Source information>
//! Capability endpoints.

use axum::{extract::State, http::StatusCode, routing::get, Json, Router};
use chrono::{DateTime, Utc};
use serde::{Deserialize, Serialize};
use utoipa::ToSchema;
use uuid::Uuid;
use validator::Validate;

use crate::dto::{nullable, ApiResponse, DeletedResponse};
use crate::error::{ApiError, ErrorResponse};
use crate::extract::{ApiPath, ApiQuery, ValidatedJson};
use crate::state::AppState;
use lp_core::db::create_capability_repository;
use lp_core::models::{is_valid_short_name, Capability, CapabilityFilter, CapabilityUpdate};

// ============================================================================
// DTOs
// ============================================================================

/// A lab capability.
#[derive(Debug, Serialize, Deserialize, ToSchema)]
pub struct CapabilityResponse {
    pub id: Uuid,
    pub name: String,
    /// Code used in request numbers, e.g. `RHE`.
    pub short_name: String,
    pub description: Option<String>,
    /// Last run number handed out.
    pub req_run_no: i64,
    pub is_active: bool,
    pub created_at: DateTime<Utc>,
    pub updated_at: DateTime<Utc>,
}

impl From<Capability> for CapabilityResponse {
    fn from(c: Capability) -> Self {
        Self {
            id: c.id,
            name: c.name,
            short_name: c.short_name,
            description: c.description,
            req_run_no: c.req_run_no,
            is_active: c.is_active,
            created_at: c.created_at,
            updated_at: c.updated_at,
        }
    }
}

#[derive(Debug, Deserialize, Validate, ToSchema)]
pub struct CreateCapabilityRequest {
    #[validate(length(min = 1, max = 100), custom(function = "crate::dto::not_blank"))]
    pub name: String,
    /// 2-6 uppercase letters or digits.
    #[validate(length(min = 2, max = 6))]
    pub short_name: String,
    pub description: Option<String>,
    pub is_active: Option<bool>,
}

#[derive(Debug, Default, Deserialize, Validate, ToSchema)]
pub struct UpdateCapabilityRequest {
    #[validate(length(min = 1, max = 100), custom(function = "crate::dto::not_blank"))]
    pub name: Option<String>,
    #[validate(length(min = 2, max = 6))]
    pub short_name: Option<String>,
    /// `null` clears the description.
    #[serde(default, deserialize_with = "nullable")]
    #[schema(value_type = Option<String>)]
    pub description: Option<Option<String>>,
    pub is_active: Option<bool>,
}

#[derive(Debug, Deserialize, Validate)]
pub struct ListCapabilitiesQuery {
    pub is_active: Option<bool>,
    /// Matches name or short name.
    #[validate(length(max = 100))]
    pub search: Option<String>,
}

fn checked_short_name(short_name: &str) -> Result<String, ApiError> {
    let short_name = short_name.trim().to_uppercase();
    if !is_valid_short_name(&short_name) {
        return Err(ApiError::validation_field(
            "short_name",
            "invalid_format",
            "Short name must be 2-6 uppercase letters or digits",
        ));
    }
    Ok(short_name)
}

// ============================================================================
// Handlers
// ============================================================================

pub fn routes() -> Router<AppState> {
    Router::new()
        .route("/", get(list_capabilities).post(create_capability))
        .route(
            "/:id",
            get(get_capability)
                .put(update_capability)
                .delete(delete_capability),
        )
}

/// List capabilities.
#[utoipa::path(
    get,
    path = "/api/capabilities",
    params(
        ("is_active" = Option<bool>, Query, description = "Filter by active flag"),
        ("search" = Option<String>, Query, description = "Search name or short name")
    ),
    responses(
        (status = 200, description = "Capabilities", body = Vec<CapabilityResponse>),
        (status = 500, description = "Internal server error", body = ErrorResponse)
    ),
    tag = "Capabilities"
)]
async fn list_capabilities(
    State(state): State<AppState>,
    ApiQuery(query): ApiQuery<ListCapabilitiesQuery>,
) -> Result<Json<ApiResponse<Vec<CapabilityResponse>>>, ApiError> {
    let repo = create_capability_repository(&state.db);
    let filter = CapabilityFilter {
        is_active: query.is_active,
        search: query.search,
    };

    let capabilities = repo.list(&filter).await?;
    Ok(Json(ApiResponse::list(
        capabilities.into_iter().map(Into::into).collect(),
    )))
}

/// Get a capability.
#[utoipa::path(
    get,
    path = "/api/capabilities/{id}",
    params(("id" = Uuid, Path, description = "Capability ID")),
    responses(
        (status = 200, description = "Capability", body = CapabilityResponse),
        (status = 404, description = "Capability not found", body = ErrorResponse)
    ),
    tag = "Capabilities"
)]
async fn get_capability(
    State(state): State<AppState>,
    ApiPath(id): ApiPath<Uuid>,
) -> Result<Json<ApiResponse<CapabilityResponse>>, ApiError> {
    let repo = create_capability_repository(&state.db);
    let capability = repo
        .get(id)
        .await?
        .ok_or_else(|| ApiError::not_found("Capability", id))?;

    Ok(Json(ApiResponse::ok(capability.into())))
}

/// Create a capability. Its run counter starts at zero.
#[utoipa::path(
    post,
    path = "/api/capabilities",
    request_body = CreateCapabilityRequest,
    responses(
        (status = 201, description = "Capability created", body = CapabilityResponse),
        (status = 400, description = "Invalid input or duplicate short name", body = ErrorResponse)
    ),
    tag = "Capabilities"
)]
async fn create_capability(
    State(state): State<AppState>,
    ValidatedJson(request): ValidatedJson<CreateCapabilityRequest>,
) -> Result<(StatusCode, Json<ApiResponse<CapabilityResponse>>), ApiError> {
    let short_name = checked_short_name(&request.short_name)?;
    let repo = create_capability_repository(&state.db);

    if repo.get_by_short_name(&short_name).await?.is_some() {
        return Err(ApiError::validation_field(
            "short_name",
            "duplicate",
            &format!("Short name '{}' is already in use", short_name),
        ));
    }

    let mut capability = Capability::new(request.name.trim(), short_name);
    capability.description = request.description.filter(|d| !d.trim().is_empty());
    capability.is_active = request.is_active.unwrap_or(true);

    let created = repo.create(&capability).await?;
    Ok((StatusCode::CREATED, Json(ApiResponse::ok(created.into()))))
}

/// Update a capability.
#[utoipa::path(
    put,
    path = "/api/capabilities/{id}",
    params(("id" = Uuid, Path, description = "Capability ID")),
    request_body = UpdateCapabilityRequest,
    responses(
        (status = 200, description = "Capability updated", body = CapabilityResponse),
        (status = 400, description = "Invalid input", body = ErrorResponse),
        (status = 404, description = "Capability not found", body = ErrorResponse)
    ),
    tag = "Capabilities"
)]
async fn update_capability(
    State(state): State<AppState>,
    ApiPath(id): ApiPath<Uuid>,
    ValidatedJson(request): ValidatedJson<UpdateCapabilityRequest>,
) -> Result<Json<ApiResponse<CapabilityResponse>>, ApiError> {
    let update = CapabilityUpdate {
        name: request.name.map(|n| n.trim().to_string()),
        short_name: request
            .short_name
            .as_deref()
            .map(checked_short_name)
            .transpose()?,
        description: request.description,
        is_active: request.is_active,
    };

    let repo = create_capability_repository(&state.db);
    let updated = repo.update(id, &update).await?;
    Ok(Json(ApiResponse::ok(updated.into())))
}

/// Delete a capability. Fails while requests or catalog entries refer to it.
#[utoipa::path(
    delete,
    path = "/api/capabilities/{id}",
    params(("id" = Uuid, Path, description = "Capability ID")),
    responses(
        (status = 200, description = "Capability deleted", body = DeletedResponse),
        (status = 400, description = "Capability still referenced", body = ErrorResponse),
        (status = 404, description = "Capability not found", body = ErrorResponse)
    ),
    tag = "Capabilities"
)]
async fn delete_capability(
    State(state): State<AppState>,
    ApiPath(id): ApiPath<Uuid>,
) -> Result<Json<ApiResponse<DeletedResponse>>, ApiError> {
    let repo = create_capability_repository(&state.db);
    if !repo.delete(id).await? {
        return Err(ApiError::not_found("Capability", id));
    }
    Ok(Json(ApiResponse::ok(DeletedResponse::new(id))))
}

What to work on> Whatever appears in the data above is to be set down exactly.

Task answer>
//! Capability endpoints.

use axum::{extract::State, http::StatusCode, routing::get, Json, Router};
use chrono::{DateTime, Utc};
use serde::{Deserialize, Serialize};
use utoipa::ToSchema;
use uuid::Uuid;
use validator::Validate;

use crate::dto::{nullable, ApiResponse, DeletedResponse};
use crate::error::{ApiError, ErrorResponse};
use crate::extract::{ApiPath, ApiQuery, ValidatedJson};
use crate::state::AppState;
use lp_core::db::create_capability_repository;
use lp_core::models::{is_valid_short_name, Capability, CapabilityFilter, CapabilityUpdate};

// ============================================================================
// DTOs
// ============================================================================

/// A lab capability.
#[derive(Debug, Serialize, Deserialize, ToSchema)]
pub struct CapabilityResponse {
    pub id: Uuid,
    pub name: String,
    /// Code used in request numbers, e.g. `RHE`.
    pub short_name: String,
    pub description: Option<String>,
    /// Last run number handed out.
    pub req_run_no: i64,
    pub is_active: bool,
    pub created_at: DateTime<Utc>,
    pub updated_at: DateTime<Utc>,
}

impl From<Capability> for CapabilityResponse {
    fn from(c: Capability) -> Self {
        Self {
            id: c.id,
            name: c.name,
            short_name: c.short_name,
            description: c.description,
            req_run_no: c.req_run_no,
            is_active: c.is_active,
            created_at: c.created_at,
            updated_at: c.updated_at,
        }
    }
}

#[derive(Debug, Deserialize, Validate, ToSchema)]
pub struct CreateCapabilityRequest {
    #[validate(length(min = 1, max = 100), custom(function = "crate::dto::not_blank"))]
    pub name: String,
    /// 2-6 uppercase letters or digits.
    #[validate(length(min = 2, max = 6))]
    pub short_name: String,
    pub description: Option<String>,
    pub is_active: Option<bool>,
}

#[derive(Debug, Default, Deserialize, Validate, ToSchema)]
pub struct UpdateCapabilityRequest {
    #[validate(length(min = 1, max = 100), custom(function = "crate::dto::not_blank"))]
    pub name: Option<String>,
    #[validate(length(min = 2, max = 6))]
    pub short_name: Option<String>,
    /// `null` clears the description.
    #[serde(default, deserialize_with = "nullable")]
    #[schema(value_type = Option<String>)]
    pub description: Option<Option<String>>,
    pub is_active: Option<bool>,
}

#[derive(Debug, Deserialize, Validate)]
pub struct ListCapabilitiesQuery {
    pub is_active: Option<bool>,
    /// Matches name or short name.
    #[validate(length(max = 100))]
    pub search: Option<String>,
}

fn checked_short_name(short_name: &str) -> Result<String, ApiError> {
    let short_name = short_name.trim().to_uppercase();
    if !is_valid_short_name(&short_name) {
        return Err(ApiError::validation_field(
            "short_name",
            "invalid_format",
            "Short name must be 2-6 uppercase letters or digits",
        ));
    }
    Ok(short_name)
}

// ============================================================================
// Handlers
// ============================================================================

pub fn routes() -> Router<AppState> {
    Router::new()
        .route("/", get(list_capabilities).post(create_capability))
        .route(
            "/:id",
            get(get_capability)
                .put(update_capability)
                .delete(delete_capability),
        )
}

/// List capabilities.
#[utoipa::path(
    get,
    path = "/api/capabilities",
    params(
        ("is_active" = Option<bool>, Query, description = "Filter by active flag"),
        ("search" = Option<String>, Query, description = "Search name or short name")
    ),
    responses(
        (status = 200, description = "Capabilities", body = Vec<CapabilityResponse>),
        (status = 500, description = "Internal server error", body = ErrorResponse)
    ),
    tag = "Capabilities"
)]
async fn list_capabilities(
    State(state): State<AppState>,
    ApiQuery(query): ApiQuery<ListCapabilitiesQuery>,
) -> Result<Json<ApiResponse<Vec<CapabilityResponse>>>, ApiError> {
    let repo = create_capability_repository(&state.db);
    let filter = CapabilityFilter {
        is_active: query.is_active,
        search: query.search,
    };

    let capabilities = repo.list(&filter).await?;
    Ok(Json(ApiResponse::list(
        capabilities.into_iter().map(Into::into).collect(),
    )))
}

/// Get a capability.
#[utoipa::path(
    get,
    path = "/api/capabilities/{id}",
    params(("id" = Uuid, Path, description = "Capability ID")),
    responses(
        (status = 200, description = "Capability", body = CapabilityResponse),
        (status = 404, description = "Capability not found", body = ErrorResponse)
    ),
    tag = "Capabilities"
)]
async fn get_capability(
    State(state): State<AppState>,
    ApiPath(id): ApiPath<Uuid>,
) -> Result<Json<ApiResponse<CapabilityResponse>>, ApiError> {
    let repo = create_capability_repository(&state.db);
    let capability = repo
        .get(id)
        .await?
        .ok_or_else(|| ApiError::not_found("Capability", id))?;

    Ok(Json(ApiResponse::ok(capability.into())))
}

/// Create a capability. Its run counter starts at zero.
#[utoipa::path(
    post,
    path = "/api/capabilities",
    request_body = CreateCapabilityRequest,
    responses(
        (status = 201, description = "Capability created", body = CapabilityResponse),
        (status = 400, description = "Invalid input or duplicate short name", body = ErrorResponse)
    ),
    tag = "Capabilities"
)]
async fn create_capability(
    State(state): State<AppState>,
    ValidatedJson(request): ValidatedJson<CreateCapabilityRequest>,
) -> Result<(StatusCode, Json<ApiResponse<CapabilityResponse>>), ApiError> {
    let short_name = checked_short_name(&request.short_name)?;
    let repo = create_capability_repository(&state.db);

    if repo.get_by_short_name(&short_name).await?.is_some() {
        return Err(ApiError::validation_field(
            "short_name",
            "duplicate",
            &format!("Short name '{}' is already in use", short_name),
        ));
    }

    let mut capability = Capability::new(request.name.trim(), short_name);
    capability.description = request.description.filter(|d| !d.trim().is_empty());
    capability.is_active = request.is_active.unwrap_or(true);

    let created = repo.create(&capability).await?;
    Ok((StatusCode::CREATED, Json(ApiResponse::ok(created.into()))))
}

/// Update a capability.
#[utoipa::path(
    put,
    path = "/api/capabilities/{id}",
    params(("id" = Uuid, Path, description = "Capability ID")),
    request_body = UpdateCapabilityRequest,
    responses(
        (status = 200, description = "Capability updated", body = CapabilityResponse),
        (status = 400, description = "Invalid input", body = ErrorResponse),
        (status = 404, description = "Capability not found", body = ErrorResponse)
    ),
    tag = "Capabilities"
)]
async fn update_capability(
    State(state): State<AppState>,
    ApiPath(id): ApiPath<Uuid>,
    ValidatedJson(request): ValidatedJson<UpdateCapabilityRequest>,
) -> Result<Json<ApiResponse<CapabilityResponse>>, ApiError> {
    let update = CapabilityUpdate {
        name: request.name.map(|n| n.trim().to_string()),
        short_name: request
            .short_name
            .as_deref()
            .map(checked_short_name)
            .transpose()?,
        description: request.description,
        is_active: request.is_active,
    };

    let repo = create_capability_repository(&state.db);
    let updated = repo.update(id, &update).await?;
    Ok(Json(ApiResponse::ok(updated.into())))
}

/// Delete a capability. Fails while requests or catalog entries refer to it.
#[utoipa::path(
    delete,
    path = "/api/capabilities/{id}",
    params(("id" = Uuid, Path, description = "Capability ID")),
    responses(
        (status = 200, description = "Capability deleted", body = DeletedResponse),
        (status = 400, description = "Capability still referenced", body = ErrorResponse),
        (status = 404, description = "Capability not found", body = ErrorResponse)
    ),
    tag = "Capabilities"
)]
async fn delete_capability(
    State(state): State<AppState>,
    ApiPath(id): ApiPath<Uuid>,
) -> Result<Json<ApiResponse<DeletedResponse>>, ApiError> {
    let repo = create_capability_repository(&state.db);
    if !repo.delete(id).await? {
        return Err(ApiError::not_found("Capability", id));
    }
    Ok(Json(ApiResponse::ok(DeletedResponse::new(id))))
}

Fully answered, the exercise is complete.